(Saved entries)
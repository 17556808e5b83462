//! Conversation records and attribute values.

use std::collections::BTreeMap;

use serde::{Deserialize, Serialize};

/// A single user-defined attribute value.
///
/// JSON `true`/`false` map to [`Bool`](Self::Bool), numbers to
/// [`Number`](Self::Number) and strings to [`Text`](Self::Text). Variant order
/// matters for untagged deserialization: booleans are tried before numbers.
#[derive(Debug, Clone, PartialEq, Serialize, Deserialize)]
#[serde(untagged)]
pub enum AttributeValue {
    /// Boolean flag.
    Bool(bool),
    /// Numeric measurement.
    Number(f64),
    /// Categorical label.
    Text(String),
}

impl From<bool> for AttributeValue {
    fn from(value: bool) -> Self {
        AttributeValue::Bool(value)
    }
}

impl From<f64> for AttributeValue {
    fn from(value: f64) -> Self {
        AttributeValue::Number(value)
    }
}

impl From<i64> for AttributeValue {
    fn from(value: i64) -> Self {
        AttributeValue::Number(value as f64)
    }
}

impl From<&str> for AttributeValue {
    fn from(value: &str) -> Self {
        AttributeValue::Text(value.to_owned())
    }
}

impl From<String> for AttributeValue {
    fn from(value: String) -> Self {
        AttributeValue::Text(value)
    }
}

/// Attribute map of one record.
///
/// A key mapped to `None` (JSON `null`) is present in the schema but carries
/// no value for this record.
pub type Attributes = BTreeMap<String, Option<AttributeValue>>;

/// One conversation to be clustered.
#[derive(Debug, Clone, PartialEq, Serialize, Deserialize)]
pub struct ConversationRecord {
    /// Unique within a batch.
    pub id: String,

    /// Dense embedding; every record in a batch shares the same width.
    pub semantic_embedding: Vec<f64>,

    /// User-defined structured attributes.
    #[serde(default)]
    pub attributes: Attributes,

    /// Outcome label (`satisfied`, `unsatisfied`, `unclear`, anything else).
    pub outcome: String,
}

impl ConversationRecord {
    /// Create a record with no attributes.
    pub fn new(
        id: impl Into<String>,
        semantic_embedding: Vec<f64>,
        outcome: impl Into<String>,
    ) -> Self {
        Self {
            id: id.into(),
            semantic_embedding,
            attributes: Attributes::new(),
            outcome: outcome.into(),
        }
    }

    /// Set an attribute value.
    #[must_use]
    pub fn with_attribute(mut self, key: impl Into<String>, value: impl Into<AttributeValue>) -> Self {
        self.attributes.insert(key.into(), Some(value.into()));
        self
    }

    /// Declare an attribute key with an explicit `null` value.
    #[must_use]
    pub fn with_null_attribute(mut self, key: impl Into<String>) -> Self {
        self.attributes.insert(key.into(), None);
        self
    }

    /// Value for `key`, treating explicit nulls and missing keys alike.
    pub fn attribute(&self, key: &str) -> Option<&AttributeValue> {
        self.attributes.get(key).and_then(Option::as_ref)
    }
}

→ **TASK PROMPT**: Repeat word for word the lines above that run from the line containing "self.attributes.insert(key.into(), None);" through the line containing "pub fn attribute(&self, key: &str)", both ends included, and nothing else.

→ **EXERCISE RESULT**:
        self.attributes.insert(key.into(), None);
        self
    }

    /// Value for `key`, treating explicit nulls and missing keys alike.
    pub fn attribute(&self, key: &str) -> Option<&AttributeValue> {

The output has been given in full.